Orientation and motion of myosin light chain and troponin in reconstituted muscle fibers as detected by ESR with a new bifunctional spin label.

Using electron spin resonance, we have studied dynamic structures of myosin neck domain and troponin C by site-directed spin labeling. We observed two broad but distinct orientations of a spin label attached specifically to a single cysteine (cys156) on the regulatoy light chain (RLC) of myosin in relaxed skeletal muscle fibers.

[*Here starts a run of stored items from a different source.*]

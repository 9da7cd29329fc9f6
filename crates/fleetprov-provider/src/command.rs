//! External command execution
//!
//! Backends never spawn processes directly; they go through a
//! [`CommandRunner`] so tests can script command output.

use async_trait::async_trait;
use std::process::Stdio;
use thiserror::Error;
use tokio::process::Command;

#[derive(Error, Debug)]
pub enum CommandError {
    #[error("{program} could not be started: {source}")]
    Spawn {
        program: String,
        #[source]
        source: std::io::Error,
    },

    #[error("{program} exited with {status}: {stderr}")]
    Failed {
        program: String,
        status: String,
        stderr: String,
    },
}

/// Runs a command on the local machine and returns its stdout
#[async_trait]
pub trait CommandRunner: Send + Sync {
    async fn run(&self, program: &str, args: &[&str]) -> Result<String, CommandError>;
}

/// [`CommandRunner`] backed by `tokio::process`
#[derive(Debug, Clone, Copy, Default)]
pub struct TokioCommandRunner;

#[async_trait]
impl CommandRunner for TokioCommandRunner {
    async fn run(&self, program: &str, args: &[&str]) -> Result<String, CommandError> {
        let mut cmd = Command::new(program);
        cmd.args(args);
        cmd.stdout(Stdio::piped());
        cmd.stderr(Stdio::piped());

        tracing::debug!("Running: {} {}", program, args.join(" "));

        let output = cmd.output().await.map_err(|source| CommandError::Spawn {
            program: program.to_string(),
            source,
        })?;

        if !output.status.success() {
            let stderr = String::from_utf8_lossy(&output.stderr);
            return Err(CommandError::Failed {
                program: program.to_string(),
                status: output.status.to_string(),
                stderr: stderr.trim().to_string(),
            });
        }

        Ok(String::from_utf8_lossy(&output.stdout).to_string())
    }
}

The two probe orientations, separated by a 25 degrees axial rotation, did not change upon muscle activation, but orientational distributions became narrower substantially, indicating that a fraction of myosin heads undergoes a disorder-to-order transition of the myosin light chain domain upon force generation and muscle contraction. These results provide insight into the mechanism how myosin heads move their domains to translocate an actin filament. Site-directed spin-labeling was achieved by cysteine residues of human cardiac troponin C (TnC). Spin dipole-dipole interaction showed that free TnC undergoes a global structural change (extended-to-compact) by Ca2+ or Mg2+. The spectra from the spin labels at N-terminal half domain were broad and almost identical in parallel and perpendicular orientations of fiber, suggesting that the N-terminal of TnC molecule is flexible or disoriented with respect to the filament axis. We also succeeded, for the first time, in fixing the newly-synthesized bifunctional spin label rigidly on TnC molecule in solution (either in +/- Ca2+), giving a promise that we can determine the precise coordinate of the spin principal axis on protein surface.